What is expected is a word-for-word copy of all the entries.

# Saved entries
-- Opening Marker --
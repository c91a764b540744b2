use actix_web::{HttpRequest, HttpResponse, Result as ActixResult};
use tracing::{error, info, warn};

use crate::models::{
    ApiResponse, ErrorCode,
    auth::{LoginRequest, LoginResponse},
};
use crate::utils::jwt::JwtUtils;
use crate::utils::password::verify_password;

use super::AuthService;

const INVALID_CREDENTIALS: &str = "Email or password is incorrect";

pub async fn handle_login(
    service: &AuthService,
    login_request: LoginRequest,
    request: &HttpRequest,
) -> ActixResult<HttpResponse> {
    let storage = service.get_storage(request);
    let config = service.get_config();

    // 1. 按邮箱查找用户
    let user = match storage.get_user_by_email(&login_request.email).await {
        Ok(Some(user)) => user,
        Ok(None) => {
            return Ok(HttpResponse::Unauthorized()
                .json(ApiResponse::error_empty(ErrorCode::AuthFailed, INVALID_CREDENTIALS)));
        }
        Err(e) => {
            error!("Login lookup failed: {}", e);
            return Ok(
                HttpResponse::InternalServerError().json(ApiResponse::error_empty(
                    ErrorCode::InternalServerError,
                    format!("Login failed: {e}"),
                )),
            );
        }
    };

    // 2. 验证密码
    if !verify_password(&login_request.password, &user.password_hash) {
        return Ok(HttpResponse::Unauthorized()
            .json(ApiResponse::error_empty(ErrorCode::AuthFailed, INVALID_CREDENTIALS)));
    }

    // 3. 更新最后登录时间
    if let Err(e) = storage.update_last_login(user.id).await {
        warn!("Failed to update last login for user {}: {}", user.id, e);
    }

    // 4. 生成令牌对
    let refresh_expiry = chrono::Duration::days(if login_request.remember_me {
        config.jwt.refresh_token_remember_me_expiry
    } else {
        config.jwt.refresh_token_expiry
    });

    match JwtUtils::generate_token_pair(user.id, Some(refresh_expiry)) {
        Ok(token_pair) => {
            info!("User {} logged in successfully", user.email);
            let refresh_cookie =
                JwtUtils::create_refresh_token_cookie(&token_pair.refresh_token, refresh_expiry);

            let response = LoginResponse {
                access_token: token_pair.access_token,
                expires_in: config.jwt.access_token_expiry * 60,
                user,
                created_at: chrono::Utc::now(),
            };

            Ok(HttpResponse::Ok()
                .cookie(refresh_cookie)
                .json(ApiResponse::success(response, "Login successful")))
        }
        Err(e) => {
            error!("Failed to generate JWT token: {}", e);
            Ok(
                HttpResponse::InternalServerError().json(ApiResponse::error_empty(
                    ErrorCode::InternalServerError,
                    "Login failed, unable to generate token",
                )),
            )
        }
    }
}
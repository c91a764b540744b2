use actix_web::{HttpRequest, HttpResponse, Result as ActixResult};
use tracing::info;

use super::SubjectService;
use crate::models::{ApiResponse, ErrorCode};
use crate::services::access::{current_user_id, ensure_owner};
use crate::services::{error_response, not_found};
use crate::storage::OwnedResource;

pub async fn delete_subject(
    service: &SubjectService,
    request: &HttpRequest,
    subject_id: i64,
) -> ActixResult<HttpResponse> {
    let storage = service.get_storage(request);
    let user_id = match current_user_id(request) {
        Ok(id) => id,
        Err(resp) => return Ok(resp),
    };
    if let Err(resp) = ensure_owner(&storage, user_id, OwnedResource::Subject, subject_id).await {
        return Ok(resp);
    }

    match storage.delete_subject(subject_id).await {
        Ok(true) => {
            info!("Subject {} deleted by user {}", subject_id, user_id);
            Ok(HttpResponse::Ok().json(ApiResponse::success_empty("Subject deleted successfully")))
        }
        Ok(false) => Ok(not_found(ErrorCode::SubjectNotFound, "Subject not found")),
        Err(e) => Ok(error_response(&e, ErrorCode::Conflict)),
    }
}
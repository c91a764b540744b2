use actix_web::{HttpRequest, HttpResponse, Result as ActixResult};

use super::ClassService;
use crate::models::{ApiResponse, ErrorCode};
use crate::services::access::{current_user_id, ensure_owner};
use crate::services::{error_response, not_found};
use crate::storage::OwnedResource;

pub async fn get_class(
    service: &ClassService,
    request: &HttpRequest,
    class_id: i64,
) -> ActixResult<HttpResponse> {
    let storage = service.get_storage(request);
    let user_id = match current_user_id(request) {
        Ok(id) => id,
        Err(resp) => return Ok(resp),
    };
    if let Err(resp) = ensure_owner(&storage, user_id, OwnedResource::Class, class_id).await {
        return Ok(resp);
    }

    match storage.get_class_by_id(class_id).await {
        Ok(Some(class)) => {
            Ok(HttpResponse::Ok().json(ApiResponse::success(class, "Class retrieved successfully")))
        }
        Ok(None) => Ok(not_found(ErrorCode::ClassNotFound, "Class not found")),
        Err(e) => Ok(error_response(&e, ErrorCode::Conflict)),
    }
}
-- Closing Marker --
# Solution for this task
repository c91a764b540744b2
use actix_web::{HttpRequest, HttpResponse, Result as ActixResult};
use tracing::{error, info, warn};

use crate::models::{
    ApiResponse, ErrorCode,
    auth::{LoginRequest, LoginResponse},
};
use crate::utils::jwt::JwtUtils;
use crate::utils::password::verify_password;

use super::AuthService;

const INVALID_CREDENTIALS: &str = "Email or password is incorrect";

pub async fn handle_login(
    service: &AuthService,
    login_request: LoginRequest,
    request: &HttpRequest,
) -> ActixResult<HttpResponse> {
    let storage = service.get_storage(request);
    let config = service.get_config();

    // 1. 按邮箱查找用户
    let user = match storage.get_user_by_email(&login_request.email).await {
        Ok(Some(user)) => user,
        Ok(None) => {
            return Ok(HttpResponse::Unauthorized()
                .json(ApiResponse::error_empty(ErrorCode::AuthFailed, INVALID_CREDENTIALS)));
        }
        Err(e) => {
            error!("Login lookup failed: {}", e);
            return Ok(
                HttpResponse::InternalServerError().json(ApiResponse::error_empty(
                    ErrorCode::InternalServerError,
                    format!("Login failed: {e}"),
                )),
            );
        }
    };

    // 2. 验证密码
    if !verify_password(&login_request.password, &user.password_hash) {
        return Ok(HttpResponse::Unauthorized()
            .json(ApiResponse::error_empty(ErrorCode::AuthFailed, INVALID_CREDENTIALS)));
    }

    // 3. 更新最后登录时间
    if let Err(e) = storage.update_last_login(user.id).await {
        warn!("Failed to update last login for user {}: {}", user.id, e);
    }

    // 4. 生成令牌对
    let refresh_expiry = chrono::Duration::days(if login_request.remember_me {
        config.jwt.refresh_token_remember_me_expiry
    } else {
        config.jwt.refresh_token_expiry
    });

    match JwtUtils::generate_token_pair(user.id, Some(refresh_expiry)) {
        Ok(token_pair) => {
            info!("User {} logged in successfully", user.email);
            let refresh_cookie =
                JwtUtils::create_refresh_token_cookie(&token_pair.refresh_token, refresh_expiry);

            let response = LoginResponse {
                access_token: token_pair.access_token,
                expires_in: config.jwt.access_token_expiry * 60,
                user,
                created_at: chrono::Utc::now(),
            };

            Ok(HttpResponse::Ok()
                .cookie(refresh_cookie)
                .json(ApiResponse::success(response, "Login successful")))
        }
        Err(e) => {
            error!("Failed to generate JWT token: {}", e);
            Ok(
                HttpResponse::InternalServerError().json(ApiResponse::error_empty(
                    ErrorCode::InternalServerError,
                    "Login failed, unable to generate token",
                )),
            )
        }
    }
}
repository c91a764b540744b2
use actix_web::{HttpRequest, HttpResponse, Result as ActixResult};
use tracing::info;

use super::SubjectService;
use crate::models::{ApiResponse, ErrorCode};
use crate::services::access::{current_user_id, ensure_owner};
use crate::services::{error_response, not_found};
use crate::storage::OwnedResource;

pub async fn delete_subject(
    service: &SubjectService,
    request: &HttpRequest,
    subject_id: i64,
) -> ActixResult<HttpResponse> {
    let storage = service.get_storage(request);
    let user_id = match current_user_id(request) {
        Ok(id) => id,
        Err(resp) => return Ok(resp),
    };
    if let Err(resp) = ensure_owner(&storage, user_id, OwnedResource::Subject, subject_id).await {
        return Ok(resp);
    }

    match storage.delete_subject(subject_id).await {
        Ok(true) => {
            info!("Subject {} deleted by user {}", subject_id, user_id);
            Ok(HttpResponse::Ok().json(ApiResponse::success_empty("Subject deleted successfully")))
        }
        Ok(false) => Ok(not_found(ErrorCode::SubjectNotFound, "Subject not found")),
        Err(e) => Ok(error_response(&e, ErrorCode::Conflict)),
    }
}
repository c91a764b540744b2
use actix_web::{HttpRequest, HttpResponse, Result as ActixResult};

use super::ClassService;
use crate::models::{ApiResponse, ErrorCode};
use crate::services::access::{current_user_id, ensure_owner};
use crate::services::{error_response, not_found};
use crate::storage::OwnedResource;

pub async fn get_class(
    service: &ClassService,
    request: &HttpRequest,
    class_id: i64,
) -> ActixResult<HttpResponse> {
    let storage = service.get_storage(request);
    let user_id = match current_user_id(request) {
        Ok(id) => id,
        Err(resp) => return Ok(resp),
    };
    if let Err(resp) = ensure_owner(&storage, user_id, OwnedResource::Class, class_id).await {
        return Ok(resp);
    }

    match storage.get_class_by_id(class_id).await {
        Ok(Some(class)) => {
            Ok(HttpResponse::Ok().json(ApiResponse::success(class, "Class retrieved successfully")))
        }
        Ok(None) => Ok(not_found(ErrorCode::ClassNotFound, "Class not found")),
        Err(e) => Ok(error_response(&e, ErrorCode::Conflict)),
    }
}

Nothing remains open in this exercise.